In this Dec. 19, 2017 photo provided by St. Bernadette Parish Rev. Gregory Greiten poses for a photo at the Parish in Milwaukee. The Roman Catholic priest was greeted with a standing ovation from parishioners when he told them of his sexual orientation. The Milwaukee Journal Sentinel reports that Rev. Greiten came out as gay to the St. Bernadette Parish on Sunday, Dec. 17. He then came out in a column in the National Catholic Reporter on Monday. Greiten says he revealed his sexual orientation because he wants to be a role model for others.

By Michael Arceneaux

On Dec. 17, the Rev. Gregory Greiten shared a secret with parishioners at the St. Bernadette Catholic Parish: “I am gay.” Greiten was then greeted with a standing ovation, according to the Milwaukee Journal Sentinel.

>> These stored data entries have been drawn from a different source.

/// Persistent node identity and the /api/info payload
use crate::descriptor::ConnectionDescriptor;
use crate::error::{Result, ShareError};
use crate::gallery::MediaKind;
use serde::{Deserialize, Serialize};
use std::collections::BTreeMap;
use std::fs;
use std::path::{Path, PathBuf};
use uuid::Uuid;

/// Who this node is and where peers can reach it. Fixed for the life of the process.
#[derive(Debug, Clone, PartialEq, Eq, Serialize, Deserialize)]
pub struct NodeIdentity {
    pub peer_id: String,
    pub name: String,
    pub host: String,
    pub port: u16,
}

impl NodeIdentity {
    pub fn descriptor(&self) -> Result<ConnectionDescriptor> {
        ConnectionDescriptor::new(&self.host, self.port, &self.peer_id)
    }
}

/// Per-kind summary of a content tree
#[derive(Debug, Clone, Default, PartialEq, Eq, Serialize, Deserialize)]
pub struct FolderSummary {
    pub galleries: usize,
    pub files: usize,
}

/// Answer to `GET /api/info`
#[derive(Debug, Clone, PartialEq, Eq, Serialize, Deserialize)]
pub struct NodeInfo {
    pub node: NodeIdentity,
    #[serde(rename = "folderInfo", default)]
    pub folder_info: BTreeMap<MediaKind, FolderSummary>,
}

#[derive(Debug, Serialize, Deserialize)]
struct IdentityFileV1 {
    version: u8,
    peer_id: String,
}

fn identity_path(data_dir: &Path) -> PathBuf {
    data_dir.join("identity.json")
}

/// Load the persisted peer id, or mint and persist a fresh one
pub fn load_or_create(data_dir: &Path, name: &str, host: &str, port: u16) -> Result<NodeIdentity> {
    fs::create_dir_all(data_dir).map_err(ShareError::Io)?;

    let path = identity_path(data_dir);
    let peer_id = if path.exists() {
        let raw = fs::read_to_string(&path).map_err(ShareError::Io)?;
        let parsed: IdentityFileV1 =
            serde_json::from_str(&raw).map_err(ShareError::Serialization)?;
        if parsed.version != 1 {
            return Err(ShareError::Config(format!(
                "Unsupported identity file version: {}",
                parsed.version
            )));
        }
        parsed.peer_id
    } else {
        let peer_id = Uuid::new_v4().simple().to_string();
        let file = IdentityFileV1 {
            version: 1,
            peer_id: peer_id.clone(),
        };
        let json = serde_json::to_string_pretty(&file).map_err(ShareError::Serialization)?;
        fs::write(&path, json).map_err(ShareError::Io)?;
        peer_id
    };

    let identity = NodeIdentity {
        peer_id,
        name: name.to_string(),
        host: host.to_string(),
        port,
    };
    // Fail at startup rather than advertise an address nobody can parse
    identity.descriptor()?;
    Ok(identity)
}

#[cfg(test)]
mod tests {
    use super::*;
    use tempfile::TempDir;

    #[test]
    fn test_identity_is_stable() {
        let dir = TempDir::new().unwrap();
        let first = load_or_create(dir.path(), "attic", "127.0.0.1", 9000).unwrap();
        let second = load_or_create(dir.path(), "attic", "127.0.0.1", 9001).unwrap();
        assert_eq!(first.peer_id, second.peer_id);
        assert_eq!(second.port, 9001);
        assert_eq!(
            first.descriptor().unwrap().to_string(),
            format!("127.0.0.1:9000:{}", first.peer_id)
        );
    }

    #[test]
    fn test_rejects_unknown_version() {
        let dir = TempDir::new().unwrap();
        fs::write(identity_path(dir.path()), r#"{"version":7,"peer_id":"x"}"#).unwrap();
        assert!(matches!(
            load_or_create(dir.path(), "n", "127.0.0.1", 9000),
            Err(ShareError::Config(_))
        ));
    }

    #[test]
    fn test_node_info_wire_names() {
        let info = NodeInfo {
            node: NodeIdentity {
                peer_id: "p".into(),
                name: "n".into(),
                host: "h".into(),
                port: 1,
            },
            folder_info: BTreeMap::new(),
        };
        let v = serde_json::to_value(&info).unwrap();
        assert!(v.get("folderInfo").is_some());
        assert_eq!(v["node"]["peer_id"], "p");
    }
}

The next day, Greiten wrote a column in the National Catholic Reporter. As someone who now uses the descriptor “recovering Catholic” to answer questions about my religious identity, was once approached for the priesthood, struggled with reconciling my faith with my sexual orientation, and just finished writing about these experiences and more in a book called I Can’t Date Jesus, much of what Greiten wrote felt all too familiar.

“Each time I had a great desire to speak out I was challenged by other priests and leaders,” he wrote before breaking down the various responses—all of which can be tied under the bow of the sentiment “Keep your sins to yourself.” The advocacy for his continued silence was centered on the belief that to come out as gay would result in damages to his ministry at least, and expulsion from the church at worst. While it might have been wrong to call upon Greiten to deny who he is in a space where people go to seek answers about God and themselves, their fears were aided by precedent.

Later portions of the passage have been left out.